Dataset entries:
■ ■ ■
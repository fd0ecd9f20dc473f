use crate::app::ComponentStates;
use crate::config::ScanlogConfig;
use crate::error::DashboardError;
use crate::orchestrator::Orchestrator;
use axum::{
    routing::{get, post},
    Router,
};
use chrono_tz::Tz;
use std::sync::Arc;
use tokio::net::TcpListener;
use tokio_util::sync::CancellationToken;
use tower_http::cors::CorsLayer;
use tracing::info;

use super::handlers::{
    clear_storage_handler, config_handler, device_info_handler, events_handler, export_handler,
    health_handler, records_handler, records_stats_handler, register_device_handler,
    status_handler, sync_config_handler, trigger_sync_handler, unsynced_records_handler,
};

/// Shared state for the dashboard routes
#[derive(Clone)]
pub struct DashboardState {
    pub(crate) orchestrator: Orchestrator,
    pub(crate) component_states: ComponentStates,
    /// Served as-is, so the API key is already masked
    pub(crate) config: Arc<ScanlogConfig>,
    pub(crate) timezone: Tz,
    /// Ends open event streams so graceful shutdown can complete
    pub(crate) shutdown: CancellationToken,
}

impl DashboardState {
    pub fn new(
        config: &ScanlogConfig,
        orchestrator: Orchestrator,
        component_states: ComponentStates,
    ) -> Self {
        Self {
            timezone: orchestrator.timezone(),
            orchestrator,
            component_states,
            config: Arc::new(config.redacted()),
            shutdown: CancellationToken::new(),
        }
    }
}

/// Build the dashboard router over `state`
pub fn router(state: DashboardState) -> Router {
    Router::new()
        .route("/api/health", get(health_handler))
        .route("/api/status", get(status_handler))
        .route("/api/records", get(records_handler))
        .route("/api/records/unsynced", get(unsynced_records_handler))
        .route("/api/records/stats", get(records_stats_handler))
        .route("/api/sync/trigger", post(trigger_sync_handler))
        .route("/api/sync/config", get(sync_config_handler))
        .route("/api/storage/clear", post(clear_storage_handler))
        .route("/api/device/register", post(register_device_handler))
        .route("/api/device", get(device_info_handler))
        .route("/api/export/records", get(export_handler))
        .route("/api/config", get(config_handler))
        .route("/api/events", get(events_handler))
        .layer(CorsLayer::permissive())
        .with_state(state)
}

/// Dashboard HTTP server
pub struct DashboardServer {
    address: String,
    state: DashboardState,
}

impl DashboardServer {
    pub fn new(
        config: &ScanlogConfig,
        orchestrator: Orchestrator,
        component_states: ComponentStates,
    ) -> Self {
        Self {
            address: format!("{}:{}", config.dashboard.ip, config.dashboard.port),
            state: DashboardState::new(config, orchestrator, component_states),
        }
    }

    pub fn address(&self) -> &str {
        &self.address
    }

    /// Bind the listening socket so address errors surface during startup
    pub async fn bind(&self) -> Result<TcpListener, DashboardError> {
        info!("Starting dashboard on {}", self.address);

        TcpListener::bind(&self.address)
            .await
            .map_err(|e| DashboardError::BindFailed {
                address: self.address.clone(),
                source: e,
            })
    }

    /// Serve until `token` is cancelled
    pub async fn serve(
        self,
        listener: TcpListener,
        token: CancellationToken,
    ) -> Result<(), DashboardError> {
        let state = DashboardState {
            shutdown: token.clone(),
            ..self.state
        };

        info!("Dashboard listening on {}", self.address);

        axum::serve(listener, router(state))
            .with_graceful_shutdown(async move { token.cancelled().await })
            .await
            .map_err(|e| DashboardError::ServerFailed {
                details: format!("Server error: {}", e),
            })?;

        info!("Dashboard stopped");
        Ok(())
    }
}
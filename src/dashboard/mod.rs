//! Local HTTP dashboard for operators at the device.

mod handlers;
mod server;


pub use server::{router, DashboardServer, DashboardState};
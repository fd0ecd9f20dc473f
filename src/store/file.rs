use super::lock::{FileLock, LockMode};
use crate::error::StoreError;
use crate::record::{AttendanceRecord, RecordKey};
use serde::Serialize;
use std::collections::HashSet;
use std::fs;
use std::io::Write;
use std::path::{Path, PathBuf};
use tracing::{debug, info, warn, Span};

/// Durable, capacity-bounded, insertion-ordered collection of records.
///
/// Every public call is one persistence transaction: a shared-locked read, or
/// an exclusive-locked read-modify-write of the whole file. Nothing is held
/// between calls, so a caller that reads, decides, and later writes can race
/// another process doing the same. Inside the service all calls go through
/// [`super::StoreHandle`], which makes the service the only writer.
#[derive(Debug, Clone)]
pub struct RecordStore {
    path: PathBuf,
    lock_path: PathBuf,
    max_records: usize,
    span: Span,
}

/// Result of [`RecordStore::add`]
#[derive(Debug, Clone, Default)]
pub struct AddOutcome {
    /// Records held after the add
    pub total: usize,
    /// Oldest records dropped to stay within capacity, oldest first
    pub evicted: Vec<AttendanceRecord>,
}

/// Point-in-time counts
#[derive(Debug, Clone, Serialize, PartialEq, Eq)]
pub struct StoreStats {
    pub total_records: usize,
    pub synced_records: usize,
    pub unsynced_records: usize,
    pub max_capacity: usize,
    pub storage_file: String,
}

impl StoreStats {
    pub fn usage_percent(&self) -> f64 {
        if self.max_capacity == 0 {
            return 0.0;
        }
        let percent = 100.0 * self.total_records as f64 / self.max_capacity as f64;
        (percent * 10.0).round() / 10.0
    }
}

struct Loaded {
    records: Vec<AttendanceRecord>,
    corrupt: bool,
}

impl RecordStore {
    /// Open the store at `path`, creating the file and its directory if needed
    pub fn open<P: AsRef<Path>>(path: P, max_records: usize) -> Result<Self, StoreError> {
        let path = path.as_ref().to_path_buf();

        if let Some(parent) = path.parent().filter(|p| !p.as_os_str().is_empty()) {
            fs::create_dir_all(parent).map_err(|e| StoreError::io(parent, e))?;
        }

        let store = Self {
            lock_path: sibling(&path, "lock"),
            path,
            max_records,
            span: Span::none(),
        };

        if !store.path.exists() {
            let _lock = FileLock::acquire(&store.lock_path, LockMode::Exclusive)?;
            if !store.path.exists() {
                store.write_records(&[])?;
                info!("Created record store: {}", store.path.display());
            }
        }

        Ok(store)
    }

    /// Attach the span all store logging happens in
    pub fn with_span(mut self, span: Span) -> Self {
        self.span = span;
        self
    }

    pub fn path(&self) -> &Path {
        &self.path
    }

    pub fn capacity(&self) -> usize {
        self.max_records
    }

    /// Append a record, then drop the oldest records if over capacity.
    ///
    /// Eviction ignores sync state, so an undelivered record can be lost here.
    pub fn add(&self, mut record: AttendanceRecord) -> Result<AddOutcome, StoreError> {
        let _enter = self.span.enter();
        let _lock = FileLock::acquire(&self.lock_path, LockMode::Exclusive)?;
        let loaded = self.load()?;
        self.preserve_if_corrupt(&loaded);
        let mut records = loaded.records;

        record.synced = false;
        records.push(record);

        let mut evicted = Vec::new();
        if records.len() > self.max_records {
            let excess = records.len() - self.max_records;
            evicted = records.drain(..excess).collect();
            for dropped in &evicted {
                if dropped.synced {
                    warn!(
                        "Capacity {} exceeded, evicted synced record {} at {}",
                        self.max_records,
                        dropped.card_id,
                        dropped.timestamp_string()
                    );
                } else {
                    warn!(
                        "Capacity {} exceeded, evicted UNSYNCED record {} at {}; it will never be delivered",
                        self.max_records,
                        dropped.card_id,
                        dropped.timestamp_string()
                    );
                }
            }
        }

        self.write_records(&records)?;
        debug!("Record added to store, total records: {}", records.len());

        Ok(AddOutcome {
            total: records.len(),
            evicted,
        })
    }

    /// Records not yet confirmed by the remote, in arrival order
    pub fn unsynced(&self) -> Result<Vec<AttendanceRecord>, StoreError> {
        let _enter = self.span.enter();
        let _lock = FileLock::acquire(&self.lock_path, LockMode::Shared)?;
        let unsynced: Vec<_> = self
            .load()?
            .records
            .into_iter()
            .filter(|r| !r.synced)
            .collect();
        debug!("Found {} unsynced records", unsynced.len());
        Ok(unsynced)
    }

    /// Every record, in arrival order
    pub fn all(&self) -> Result<Vec<AttendanceRecord>, StoreError> {
        let _enter = self.span.enter();
        let _lock = FileLock::acquire(&self.lock_path, LockMode::Shared)?;
        Ok(self.load()?.records)
    }

    /// Mark every record whose key is in `keys` as synced.
    ///
    /// Idempotent. Keys that match nothing (already evicted or cleared) are
    /// ignored. Returns how many records flipped from unsynced to synced.
    pub fn mark_synced(&self, keys: &HashSet<RecordKey>) -> Result<usize, StoreError> {
        let _enter = self.span.enter();
        if keys.is_empty() {
            return Ok(0);
        }

        let _lock = FileLock::acquire(&self.lock_path, LockMode::Exclusive)?;
        let loaded = self.load()?;
        self.preserve_if_corrupt(&loaded);
        let mut records = loaded.records;

        let mut changed = 0;
        for record in records.iter_mut() {
            if !record.synced && keys.contains(&record.timestamp) {
                record.synced = true;
                changed += 1;
            }
        }

        if changed > 0 {
            self.write_records(&records)?;
        }
        info!("Marked {} records as synced", changed);
        Ok(changed)
    }

    /// Remove every synced record; returns how many were removed
    pub fn clear_synced(&self) -> Result<usize, StoreError> {
        let _enter = self.span.enter();
        let _lock = FileLock::acquire(&self.lock_path, LockMode::Exclusive)?;
        let loaded = self.load()?;
        self.preserve_if_corrupt(&loaded);

        let before = loaded.records.len();
        let remaining: Vec<_> = loaded.records.into_iter().filter(|r| !r.synced).collect();
        let removed = before - remaining.len();

        if removed > 0 {
            self.write_records(&remaining)?;
        }
        info!("Cleared {} synced records", removed);
        Ok(removed)
    }

    pub fn stats(&self) -> Result<StoreStats, StoreError> {
        let records = self.all()?;
        let synced = records.iter().filter(|r| r.synced).count();

        Ok(StoreStats {
            total_records: records.len(),
            synced_records: synced,
            unsynced_records: records.len() - synced,
            max_capacity: self.max_records,
            storage_file: self.path.display().to_string(),
        })
    }

    /// Read the whole file. An unreadable or malformed file reads as empty.
    fn load(&self) -> Result<Loaded, StoreError> {
        let raw = match fs::read(&self.path) {
            Ok(raw) => raw,
            Err(e) if e.kind() == std::io::ErrorKind::NotFound => {
                return Ok(Loaded {
                    records: Vec::new(),
                    corrupt: false,
                })
            }
            Err(e) => return Err(StoreError::io(&self.path, e)),
        };

        if raw.iter().all(u8::is_ascii_whitespace) {
            return Ok(Loaded {
                records: Vec::new(),
                corrupt: false,
            });
        }

        match serde_json::from_slice::<Vec<AttendanceRecord>>(&raw) {
            Ok(records) => Ok(Loaded {
                records,
                corrupt: false,
            }),
            Err(e) => {
                warn!(
                    "Record store {} is corrupt ({}); treating it as empty, queued backlog is lost",
                    self.path.display(),
                    e
                );
                Ok(Loaded {
                    records: Vec::new(),
                    corrupt: true,
                })
            }
        }
    }

    /// Keep a copy of a corrupt file before it gets overwritten
    fn preserve_if_corrupt(&self, loaded: &Loaded) {
        if !loaded.corrupt {
            return;
        }
        let backup = sibling(&self.path, "corrupt");
        match fs::copy(&self.path, &backup) {
            Ok(_) => warn!("Copied corrupt record store to {}", backup.display()),
            Err(e) => warn!("Failed to copy corrupt record store aside: {}", e),
        }
    }

    /// Replace the file contents atomically
    fn write_records(&self, records: &[AttendanceRecord]) -> Result<(), StoreError> {
        let data = serde_json::to_vec_pretty(records)?;
        let tmp_path = sibling(&self.path, "tmp");

        let mut file = fs::File::create(&tmp_path).map_err(|e| StoreError::io(&tmp_path, e))?;
        file.write_all(&data)
            .map_err(|e| StoreError::io(&tmp_path, e))?;
        file.sync_all().map_err(|e| StoreError::io(&tmp_path, e))?;
        drop(file);

        fs::rename(&tmp_path, &self.path).map_err(|e| StoreError::io(&self.path, e))?;
        Ok(())
    }
}

/// `records.json` -> `records.json.<suffix>`
fn sibling(path: &Path, suffix: &str) -> PathBuf {
    let mut name = path.as_os_str().to_os_string();
    name.push(".");
    name.push(suffix);
    PathBuf::from(name)
}
//! Process lifecycle of the edge service.

mod runtime;
mod service;
mod shutdown;
mod startup;
mod types;

#[cfg(test)]
mod tests;

pub use service::ScanlogApp;
pub use types::{ComponentState, ComponentStates, ShutdownReason};
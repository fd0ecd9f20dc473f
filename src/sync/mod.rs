//! Delivery of queued records to the remote attendance API.

mod engine;
pub mod mock;
mod transport;
pub mod wire;

pub use engine::{BatchResult, RecordError, SyncConfigView, SyncEngine, SyncState};
pub use mock::ScriptedTransport;
pub use transport::{HttpTransport, RemoteResponse, Transport};

#[cfg(test)]
mod tests;
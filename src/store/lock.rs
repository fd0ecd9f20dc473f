use crate::error::StoreError;
use fs2::FileExt;
use std::fs::{File, OpenOptions};
use std::path::{Path, PathBuf};

/// Advisory lock on a sibling `.lock` file, held for the duration of one store
/// call. Dropping the guard releases it.
pub(crate) struct FileLock {
    file: File,
    path: PathBuf,
}

#[derive(Debug, Clone, Copy)]
pub(crate) enum LockMode {
    Shared,
    Exclusive,
}

impl FileLock {
    pub(crate) fn acquire(path: &Path, mode: LockMode) -> Result<Self, StoreError> {
        let file = OpenOptions::new()
            .create(true)
            .read(true)
            .write(true)
            .truncate(false)
            .open(path)
            .map_err(|source| StoreError::Lock {
                path: path.to_path_buf(),
                source,
            })?;

        lock(&file, mode).map_err(|source| StoreError::Lock {
            path: path.to_path_buf(),
            source,
        })?;

        Ok(Self {
            file,
            path: path.to_path_buf(),
        })
    }
}

impl Drop for FileLock {
    fn drop(&mut self) {
        if let Err(e) = FileExt::unlock(&self.file) {
            tracing::debug!("Failed to release lock {}: {}", self.path.display(), e);
        }
    }
}

fn lock(file: &File, mode: LockMode) -> std::io::Result<()> {
    match mode {
        LockMode::Shared => FileExt::lock_shared(file),
        LockMode::Exclusive => FileExt::lock_exclusive(file),
    }
}
use super::service::{DASHBOARD, IMMEDIATE_SYNC, INGEST, PERIODIC_SYNC, READER, STORE};
use super::{ComponentState, ScanlogApp};
use crate::config::SyncMode;
use crate::error::Result;
use crate::record::AttendanceRecord;
use tokio::sync::mpsc;
use tracing::{error, info, warn};

const INGEST_QUEUE: usize = 1024;

impl ScanlogApp {
    /// Register every component in the state map
    pub async fn initialize(&mut self) -> Result<()> {
        info!("Initializing scanlog components");

        let mut states = self.component_states.lock().await;
        states.insert(STORE.to_string(), ComponentState::Running);
        states.insert(INGEST.to_string(), ComponentState::Stopped);
        states.insert(PERIODIC_SYNC.to_string(), ComponentState::Stopped);

        if self.config.sync.mode == SyncMode::Immediate {
            states.insert(IMMEDIATE_SYNC.to_string(), ComponentState::Stopped);
        }
        if self.reader_enabled {
            states.insert(READER.to_string(), ComponentState::Stopped);
        }
        if self.dashboard_enabled() {
            states.insert(DASHBOARD.to_string(), ComponentState::Stopped);
        }
        drop(states);

        info!("All components initialized successfully");
        Ok(())
    }

    /// Check the backend, then start the loops, the reader and the dashboard
    pub async fn start(&mut self) -> Result<()> {
        info!(
            "Starting scanlog on device {} ({}) at {}",
            self.config.device.id, self.config.device.name, self.config.device.location
        );

        match self.orchestrator.register_device().await {
            Ok(true) => info!("Backend connection established, device registered"),
            Ok(false) => warn!("Backend reachable but device registration failed"),
            Err(_) => warn!("Backend unreachable, operating in offline mode"),
        }

        let stats = self.store.stats().await?;
        info!(
            "Storage status: {} total, {} synced, {} pending (capacity {})",
            stats.total_records, stats.synced_records, stats.unsynced_records, stats.max_capacity
        );

        // Subscribe before anything can publish a shutdown request
        self.shutdown_events = Some(self.event_bus.subscribe());

        let (scan_sender, scan_receiver) = mpsc::channel(INGEST_QUEUE);
        self.scan_sender = Some(scan_sender.clone());
        self.spawn_ingest_loop(scan_receiver).await;

        if self.config.sync.mode == SyncMode::Immediate {
            let orchestrator = self.orchestrator.clone();
            let token = self.cancellation_token.clone();
            self.tasks.push((
                IMMEDIATE_SYNC,
                tokio::spawn(async move { orchestrator.run_immediate_worker(token).await }),
            ));
            self.set_component_state(IMMEDIATE_SYNC, ComponentState::Running)
                .await;
        }

        let orchestrator = self.orchestrator.clone();
        let token = self.cancellation_token.clone();
        self.tasks.push((
            PERIODIC_SYNC,
            tokio::spawn(async move { orchestrator.run_periodic(token).await }),
        ));
        self.set_component_state(PERIODIC_SYNC, ComponentState::Running)
            .await;

        if self.dashboard_enabled() {
            self.start_dashboard().await?;
        }

        if self.reader_enabled {
            self.set_component_state(READER, ComponentState::Starting)
                .await;
            if let Err(e) = self.reader.start(scan_sender) {
                error!("Failed to start card reader: {}", e);
                self.set_component_state(READER, ComponentState::Failed)
                    .await;
                return Err(e);
            }
            self.set_component_state(READER, ComponentState::Running)
                .await;
        }

        info!(
            "Scanlog started (mode: {}, interval: {}s, batch size: {})",
            self.config.sync.mode, self.config.sync.interval_seconds, self.config.sync.batch_size
        );
        Ok(())
    }

    /// Feed scans into the orchestrator. On cancellation, scans already
    /// queued are still stored before the loop exits.
    async fn spawn_ingest_loop(&mut self, mut scans: mpsc::Receiver<AttendanceRecord>) {
        let orchestrator = self.orchestrator.clone();
        let token = self.cancellation_token.clone();

        let handle = tokio::spawn(async move {
            loop {
                let record = tokio::select! {
                    _ = token.cancelled() => break,
                    next = scans.recv() => match next {
                        Some(record) => record,
                        None => return,
                    },
                };
                if let Err(e) = orchestrator.ingest(record).await {
                    error!("Failed to store scan: {}", e);
                }
            }

            scans.close();
            while let Some(record) = scans.recv().await {
                if let Err(e) = orchestrator.ingest(record).await {
                    error!("Failed to store scan during shutdown: {}", e);
                }
            }
        });

        self.tasks.push((INGEST, handle));
        self.set_component_state(INGEST, ComponentState::Running)
            .await;
    }

    #[cfg(feature = "dashboard")]
    async fn start_dashboard(&mut self) -> Result<()> {
        use crate::dashboard::DashboardServer;
        use tracing::{info_span, Instrument};

        self.set_component_state(DASHBOARD, ComponentState::Starting)
            .await;

        let server = DashboardServer::new(
            &self.config,
            self.orchestrator.clone(),
            self.component_states(),
        );
        let listener = match server.bind().await {
            Ok(listener) => listener,
            Err(e) => {
                self.set_component_state(DASHBOARD, ComponentState::Failed)
                    .await;
                return Err(e.into());
            }
        };

        let token = self.cancellation_token.clone();
        let span = info_span!("dashboard", device = %self.config.device.id);
        self.tasks.push((
            DASHBOARD,
            tokio::spawn(
                async move {
                    if let Err(e) = server.serve(listener, token).await {
                        error!("Dashboard error: {}", e);
                    }
                }
                .instrument(span),
            ),
        ));
        self.set_component_state(DASHBOARD, ComponentState::Running)
            .await;
        Ok(())
    }

    #[cfg(not(feature = "dashboard"))]
    async fn start_dashboard(&mut self) -> Result<()> {
        Ok(())
    }
}
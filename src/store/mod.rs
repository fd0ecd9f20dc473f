//! Durable local queue of attendance records.
//!
//! [`RecordStore`] is the file-backed collection; [`StoreHandle`] is the
//! single-writer front the running service uses.

mod actor;
mod file;
mod lock;

pub use actor::{StoreHandle, StoreWorker};
pub use file::{AddOutcome, RecordStore, StoreStats};
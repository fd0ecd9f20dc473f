use super::file::{AddOutcome, RecordStore, StoreStats};
use crate::error::StoreError;
use crate::record::{AttendanceRecord, RecordKey};
use std::collections::HashSet;
use tokio::sync::{mpsc, oneshot};
use std::thread::JoinHandle;
use tracing::{debug, error, info};

const COMMAND_BUFFER: usize = 64;

type Reply<T> = oneshot::Sender<Result<T, StoreError>>;

enum StoreCommand {
    Add(AttendanceRecord, Reply<AddOutcome>),
    Unsynced(Reply<Vec<AttendanceRecord>>),
    All(Reply<Vec<AttendanceRecord>>),
    MarkSynced(HashSet<RecordKey>, Reply<usize>),
    ClearSynced(Reply<usize>),
    Stats(Reply<StoreStats>),
    Shutdown,
}

/// Cloneable front for the single thread that owns the [`RecordStore`].
///
/// Commands are served strictly in arrival order, so inside the process every
/// read-modify-write sequence is serialised. Once the owner stops, every call
/// fails with [`StoreError::ActorClosed`].
#[derive(Clone)]
pub struct StoreHandle {
    sender: mpsc::Sender<StoreCommand>,
    capacity: usize,
}

/// Join handle for the owning thread
pub struct StoreWorker {
    handle: JoinHandle<()>,
}

impl StoreWorker {
    /// Wait until the owning thread has drained its queue and exited
    pub async fn join(self) {
        let handle = self.handle;
        match tokio::task::spawn_blocking(move || handle.join()).await {
            Ok(Ok(())) => {}
            Ok(Err(_)) => error!("Store writer panicked"),
            Err(e) => error!("Failed to wait for store writer: {}", e),
        }
    }
}

impl StoreHandle {
    /// Move `store` onto its own named thread and return a handle to it
    pub fn spawn(store: RecordStore) -> Result<(Self, StoreWorker), StoreError> {
        let (sender, mut receiver) = mpsc::channel(COMMAND_BUFFER);
        let capacity = store.capacity();
        let path = store.path().to_path_buf();

        let spawned = std::thread::Builder::new()
            .name("store-writer".to_string())
            .spawn(move || {
                info!("Store writer started for {}", store.path().display());
                while let Some(command) = receiver.blocking_recv() {
                    match command {
                        StoreCommand::Add(record, reply) => {
                            let _ = reply.send(store.add(record));
                        }
                        StoreCommand::Unsynced(reply) => {
                            let _ = reply.send(store.unsynced());
                        }
                        StoreCommand::All(reply) => {
                            let _ = reply.send(store.all());
                        }
                        StoreCommand::MarkSynced(keys, reply) => {
                            let _ = reply.send(store.mark_synced(&keys));
                        }
                        StoreCommand::ClearSynced(reply) => {
                            let _ = reply.send(store.clear_synced());
                        }
                        StoreCommand::Stats(reply) => {
                            let _ = reply.send(store.stats());
                        }
                        StoreCommand::Shutdown => {
                            debug!("Store writer received shutdown");
                            break;
                        }
                    }
                }
                info!("Store writer stopped");
            });
        let handle = spawned.map_err(|source| StoreError::io(&path, source))?;

        Ok((Self { sender, capacity }, StoreWorker { handle }))
    }

    pub fn capacity(&self) -> usize {
        self.capacity
    }

    pub async fn add(&self, record: AttendanceRecord) -> Result<AddOutcome, StoreError> {
        self.request(|reply| StoreCommand::Add(record, reply)).await
    }

    pub async fn unsynced(&self) -> Result<Vec<AttendanceRecord>, StoreError> {
        self.request(StoreCommand::Unsynced).await
    }

    pub async fn all(&self) -> Result<Vec<AttendanceRecord>, StoreError> {
        self.request(StoreCommand::All).await
    }

    pub async fn mark_synced(&self, keys: HashSet<RecordKey>) -> Result<usize, StoreError> {
        self.request(|reply| StoreCommand::MarkSynced(keys, reply))
            .await
    }

    pub async fn clear_synced(&self) -> Result<usize, StoreError> {
        self.request(StoreCommand::ClearSynced).await
    }

    pub async fn stats(&self) -> Result<StoreStats, StoreError> {
        self.request(StoreCommand::Stats).await
    }

    /// Ask the owner to stop after the commands already queued
    pub async fn shutdown(&self) {
        let _ = self.sender.send(StoreCommand::Shutdown).await;
    }

    async fn request<T>(
        &self,
        build: impl FnOnce(Reply<T>) -> StoreCommand,
    ) -> Result<T, StoreError> {
        let (reply, response) = oneshot::channel();
        self.sender
            .send(build(reply))
            .await
            .map_err(|_| StoreError::ActorClosed)?;
        response.await.map_err(|_| StoreError::ActorClosed)?
    }
}
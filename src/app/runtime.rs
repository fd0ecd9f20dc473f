use super::{ScanlogApp, ShutdownReason};
use crate::error::{Result, ScanlogError};
use crate::events::ScanlogEvent;
use std::sync::Arc;
use tokio::signal;
use tokio::sync::{broadcast, oneshot, Mutex};
use tracing::{error, info, warn};

type SharedSender = Arc<Mutex<Option<oneshot::Sender<ShutdownReason>>>>;

impl ScanlogApp {
    /// Wait for a signal or a shutdown request, then shut down gracefully
    pub async fn run(&mut self) -> Result<i32> {
        info!("Scanlog is running");

        let shutdown_sender = self
            .shutdown_sender
            .take()
            .ok_or_else(|| ScanlogError::system("Shutdown sender already taken"))?;

        let shutdown_receiver = self
            .shutdown_receiver
            .take()
            .ok_or_else(|| ScanlogError::system("Shutdown receiver already taken"))?;

        let shutdown_sender = Arc::new(Mutex::new(Some(shutdown_sender)));
        self.setup_signal_handlers(Arc::clone(&shutdown_sender));

        let events = self
            .shutdown_events
            .take()
            .unwrap_or_else(|| self.event_bus.subscribe());
        spawn_request_listener(events, shutdown_sender);

        let shutdown_reason = shutdown_receiver
            .await
            .map_err(|_| ScanlogError::system("Shutdown channel closed unexpectedly"))?;

        info!("Shutdown initiated: {:?}", shutdown_reason);

        let exit_code = self.shutdown().await?;

        info!("Scanlog shutdown complete");
        Ok(exit_code)
    }

    fn setup_signal_handlers(&self, shutdown_sender: SharedSender) {
        // SIGTERM (systemd stop)
        #[cfg(unix)]
        {
            let sender = Arc::clone(&shutdown_sender);
            tokio::spawn(async move {
                let mut sigterm =
                    match signal::unix::signal(signal::unix::SignalKind::terminate()) {
                        Ok(sigterm) => sigterm,
                        Err(e) => {
                            error!("Failed to register SIGTERM handler: {}", e);
                            return;
                        }
                    };
                if sigterm.recv().await.is_some() {
                    info!("Received SIGTERM signal");
                    send_reason(&sender, ShutdownReason::Signal("SIGTERM".to_string())).await;
                }
            });
        }

        // SIGINT (Ctrl+C)
        tokio::spawn(async move {
            if let Ok(()) = signal::ctrl_c().await {
                info!("Received SIGINT signal (Ctrl+C)");
                send_reason(
                    &shutdown_sender,
                    ShutdownReason::Signal("SIGINT".to_string()),
                )
                .await;
            }
        });
    }
}

/// Turn a `ShutdownRequested` event into a shutdown
fn spawn_request_listener(mut events: broadcast::Receiver<ScanlogEvent>, sender: SharedSender) {
    tokio::spawn(async move {
        loop {
            match events.recv().await {
                Ok(ScanlogEvent::ShutdownRequested { reason, .. }) => {
                    send_reason(&sender, ShutdownReason::Requested(reason)).await;
                    break;
                }
                Ok(_) => {}
                Err(broadcast::error::RecvError::Lagged(skipped)) => {
                    warn!("Shutdown listener skipped {} events", skipped);
                }
                Err(broadcast::error::RecvError::Closed) => break,
            }
        }
    });
}

async fn send_reason(sender: &SharedSender, reason: ShutdownReason) {
    if let Some(sender) = sender.lock().await.take() {
        let _ = sender.send(reason);
    }
}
■ ■ ■
## THE PROBLEM
Examine the data above and state how many of its lines contain the word "cancelled", with no further remarks.

## TASK RESPONSE
3